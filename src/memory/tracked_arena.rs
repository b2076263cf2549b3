use super::stats;
use super::vm::{PlatformVmOps, VmOps};
use crate::sync::atomic::{AtomicBool, AtomicUsize, Ordering};
use crate::sync::Arc;
use std::fmt;
use std::ptr::NonNull;

/// The contract every arena handed to a bump-pointer allocator satisfies.
pub trait Arena {
    /// First byte of the arena.
    fn begin(&self) -> *mut u8;

    /// Size in bytes.
    fn size(&self) -> usize;

    /// Bytes the owning allocator has placed in the arena so far.
    fn bytes_allocated(&self) -> usize;

    /// One past the last byte of the arena.
    fn end(&self) -> *mut u8 {
        self.begin().wrapping_add(self.size())
    }

    /// Bytes still unused.
    fn remaining(&self) -> usize {
        self.size() - self.bytes_allocated()
    }

    fn contains(&self, ptr: *const u8) -> bool {
        let addr = ptr as usize;
        (self.begin() as usize..self.end() as usize).contains(&addr)
    }
}

/// Where an arena is in its one-way lifecycle.
#[derive(Debug, Clone, Copy, PartialEq, Eq)]
pub enum ArenaState {
    /// Handed out; the first-object array is being filled.
    Allocated,
    /// Pages discarded and first-object array cleared, still registered.
    Released,
    /// Returned to the pool. The range may already belong to another arena.
    Freed,
}

/// An arena carved out of a pool mapping that records, for every page, the
/// first object known to overlap it.
///
/// The first-object array has one slot per page. Slot `i` holds the address
/// of the object covering the beginning of page `i` (or the first object
/// placed on the page when nothing covers its beginning), or 0. Slots are
/// written by the single client that owns the arena and read concurrently
/// by root visiting, so they are atomics.
pub struct TrackedArena {
    memory: NonNull<u8>,
    size: usize,
    page_size: usize,
    bytes_allocated: AtomicUsize,
    first_objects: Box<[AtomicUsize]>,
    pre_fork: bool,
    released: AtomicBool,
    freed: AtomicBool,
    pool_id: usize,
}

// Safety: the arena only hands out raw addresses; all bookkeeping is atomic.
unsafe impl Send for TrackedArena {}
// Safety: see above.
unsafe impl Sync for TrackedArena {}

impl TrackedArena {
    pub(crate) fn new(
        memory: NonNull<u8>,
        size: usize,
        page_size: usize,
        pre_fork: bool,
        pool_id: usize,
    ) -> Self {
        debug_assert!(page_size.is_power_of_two());
        debug_assert!(size > 0 && size.is_multiple_of(page_size), "arena size {size:#x}");
        debug_assert!(
            (memory.as_ptr() as usize).is_multiple_of(page_size),
            "arena at {memory:p} is not page aligned"
        );

        let first_objects = (0..size / page_size).map(|_| AtomicUsize::new(0)).collect();
        Self {
            memory,
            size,
            page_size,
            bytes_allocated: AtomicUsize::new(0),
            first_objects,
            pre_fork,
            released: AtomicBool::new(false),
            freed: AtomicBool::new(false),
            pool_id,
        }
    }

    #[inline]
    fn begin_addr(&self) -> usize {
        self.memory.as_ptr() as usize
    }

    #[inline]
    fn page_index(&self, addr: usize) -> usize {
        (addr - self.begin_addr()) / self.page_size
    }

    /// Number of pages (and first-object slots).
    #[inline]
    #[must_use]
    pub fn page_count(&self) -> usize {
        self.first_objects.len()
    }

    /// True if the arena was allocated before the pool's post-fork transition.
    #[inline]
    #[must_use]
    pub fn is_pre_fork(&self) -> bool {
        self.pre_fork
    }

    #[must_use]
    pub fn state(&self) -> ArenaState {
        if self.freed.load(Ordering::Acquire) {
            ArenaState::Freed
        } else if self.released.load(Ordering::Acquire) {
            ArenaState::Released
        } else {
            ArenaState::Allocated
        }
    }

    /// Record the bump-pointer high-water mark of the owning allocator.
    ///
    /// # Panics
    ///
    /// Panics (debug builds only) if `bytes` exceeds the arena size.
    pub fn set_bytes_allocated(&self, bytes: usize) {
        debug_assert!(bytes <= self.size, "{bytes} bytes allocated in a {} byte arena", self.size);
        self.bytes_allocated.store(bytes, Ordering::Relaxed);
    }

    /// Register an object occupying `[obj_begin, obj_end)`.
    ///
    /// Every page whose beginning falls inside the object records
    /// `obj_begin`. The page the object starts on records it too when the
    /// object starts exactly on the page boundary or the page has no entry
    /// yet. Objects are placed in increasing address order, so a later object
    /// always legitimately replaces an earlier entry.
    ///
    /// # Panics
    ///
    /// Panics (debug builds only) if the object is empty or not inside this
    /// arena.
    pub fn set_first_object(&self, obj_begin: *const u8, obj_end: *const u8) {
        let obj_begin = obj_begin as usize;
        let obj_end = obj_end as usize;
        debug_assert!(
            self.begin_addr() <= obj_begin && obj_begin < obj_end && obj_end <= self.end() as usize,
            "object {obj_begin:#x}..{obj_end:#x} outside arena {:#x}..{:#x}",
            self.begin_addr(),
            self.end() as usize,
        );

        let mut idx = self.page_index(obj_begin);
        let last_idx = self.page_index(obj_end - 1);

        let start_slot = &self.first_objects[idx];
        if obj_begin.is_multiple_of(self.page_size) || start_slot.load(Ordering::Relaxed) == 0 {
            start_slot.store(obj_begin, Ordering::Release);
        }
        while idx < last_idx {
            idx += 1;
            self.first_objects[idx].store(obj_begin, Ordering::Release);
        }
    }

    /// First object recorded for the page containing `addr`.
    ///
    /// # Panics
    ///
    /// Panics (debug builds only) if `addr` is outside the arena.
    #[must_use]
    pub fn first_object(&self, addr: *const u8) -> Option<NonNull<u8>> {
        debug_assert!(self.contains(addr), "{addr:p} outside arena");
        let slot = self.first_objects[self.page_index(addr as usize)].load(Ordering::Acquire);
        NonNull::new(slot as *mut u8)
    }

    /// Address of the first page at or past the allocation high-water mark
    /// with no recorded object, or `end()` if every such page has one.
    #[must_use]
    pub fn last_used_byte(&self) -> *mut u8 {
        let begin = self.begin_addr();
        let end = self.end() as usize;
        // Skip straight past the bytes the allocator reports as used.
        let mut last = (begin + self.bytes_allocated()).next_multiple_of(self.page_size).min(end);
        let mut idx = self.page_index(last);
        while last < end && self.first_objects[idx].load(Ordering::Acquire) != 0 {
            last += self.page_size;
            idx += 1;
        }
        last as *mut u8
    }

    /// Call `visitor(page_begin, first_object)` for each page front to back,
    /// stopping at the first page with no recorded object.
    pub fn visit_roots<F>(&self, visitor: &mut F)
    where
        F: FnMut(NonNull<u8>, NonNull<u8>),
    {
        for (i, slot) in self.first_objects.iter().enumerate() {
            let Some(first) = NonNull::new(slot.load(Ordering::Acquire) as *mut u8) else {
                break;
            };
            // Safety: i < page_count, so the page lies inside the arena.
            let page = unsafe { NonNull::new_unchecked(self.memory.as_ptr().add(i * self.page_size)) };
            visitor(page, first);
        }
    }

    /// Hand the arena's pages back to the OS and forget every recorded
    /// object. The memory reads as zero afterwards, whatever the client wrote
    /// through [`begin`](Arena::begin). Only the first call does anything.
    ///
    /// A freed arena's range may already belong to another arena, so
    /// releasing it is a no-op.
    ///
    /// # Panics
    ///
    /// Panics (debug builds only) if the arena was already freed.
    pub(crate) fn release(&self) {
        let freed = self.freed.load(Ordering::Acquire);
        debug_assert!(!freed, "arena {:p} released after it was freed", self.memory);
        if freed || self.released.swap(true, Ordering::AcqRel) {
            return;
        }

        // Safety: the range is this arena's own until it is freed, and the
        // pool keeps its mapping alive until then.
        if let Err(e) = unsafe { PlatformVmOps::discard(self.memory, self.size) } {
            tracing::warn!(error = %e, arena = ?self.memory, "page discard failed, zeroing in place");
            // Safety: as above.
            unsafe { std::ptr::write_bytes(self.memory.as_ptr(), 0, self.size) };
        }
        for slot in &*self.first_objects {
            slot.store(0, Ordering::Relaxed);
        }
        self.bytes_allocated.store(0, Ordering::Release);
        stats::POOL_RELEASED_BYTES.add(self.size);
    }

    #[inline]
    pub(crate) fn pool_id(&self) -> usize {
        self.pool_id
    }

    /// Flag the arena as returned to its pool. Returns false if it already was.
    pub(crate) fn mark_freed(&self) -> bool {
        !self.freed.swap(true, Ordering::AcqRel)
    }
}

impl Arena for TrackedArena {
    #[inline]
    fn begin(&self) -> *mut u8 {
        self.memory.as_ptr()
    }

    #[inline]
    fn size(&self) -> usize {
        self.size
    }

    #[inline]
    fn bytes_allocated(&self) -> usize {
        self.bytes_allocated.load(Ordering::Relaxed)
    }
}

impl fmt::Debug for TrackedArena {
    fn fmt(&self, f: &mut fmt::Formatter<'_>) -> fmt::Result {
        f.debug_struct("TrackedArena")
            .field("begin", &self.memory)
            .field("size", &self.size)
            .field("bytes_allocated", &self.bytes_allocated())
            .field("pre_fork", &self.pre_fork)
            .field("state", &self.state())
            .finish_non_exhaustive()
    }
}

/// A group of arenas owned by one allocator and freed together, head first.
#[derive(Debug, Default)]
pub struct ArenaChain {
    arenas: Vec<Arc<TrackedArena>>,
}

impl ArenaChain {
    #[must_use]
    pub fn new() -> Self {
        Self::default()
    }

    pub fn push(&mut self, arena: Arc<TrackedArena>) {
        self.arenas.push(arena);
    }

    #[must_use]
    pub fn head(&self) -> Option<&Arc<TrackedArena>> {
        self.arenas.first()
    }

    /// The most recently added arena.
    #[must_use]
    pub fn last(&self) -> Option<&Arc<TrackedArena>> {
        self.arenas.last()
    }

    pub fn iter(&self) -> impl Iterator<Item = &Arc<TrackedArena>> {
        self.arenas.iter()
    }

    #[must_use]
    pub fn len(&self) -> usize {
        self.arenas.len()
    }

    #[must_use]
    pub fn is_empty(&self) -> bool {
        self.arenas.is_empty()
    }

    /// Total bytes the owning allocator placed across the chain.
    #[must_use]
    pub fn bytes_allocated(&self) -> usize {
        self.arenas.iter().map(|a| a.bytes_allocated()).sum()
    }
}

impl From<Arc<TrackedArena>> for ArenaChain {
    fn from(arena: Arc<TrackedArena>) -> Self {
        Self { arenas: vec![arena] }
    }
}

impl FromIterator<Arc<TrackedArena>> for ArenaChain {
    fn from_iter<I: IntoIterator<Item = Arc<TrackedArena>>>(iter: I) -> Self {
        Self {
            arenas: iter.into_iter().collect(),
        }
    }
}

impl IntoIterator for ArenaChain {
    type Item = Arc<TrackedArena>;
    type IntoIter = std::vec::IntoIter<Arc<TrackedArena>>;

    fn into_iter(self) -> Self::IntoIter {
        self.arenas.into_iter()
    }
}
= = = = = = =
Aim of the task: Could you restate, word for word, the lines above from the one with "let begin = self.begin_addr();" to the one with "let mut last", both included?

Finished exercise:
        let begin = self.begin_addr();
        let end = self.end() as usize;
        // Skip straight past the bytes the allocator reports as used.
        let mut last = (begin + self.bytes_allocated()).next_multiple_of(self.page_size).min(end);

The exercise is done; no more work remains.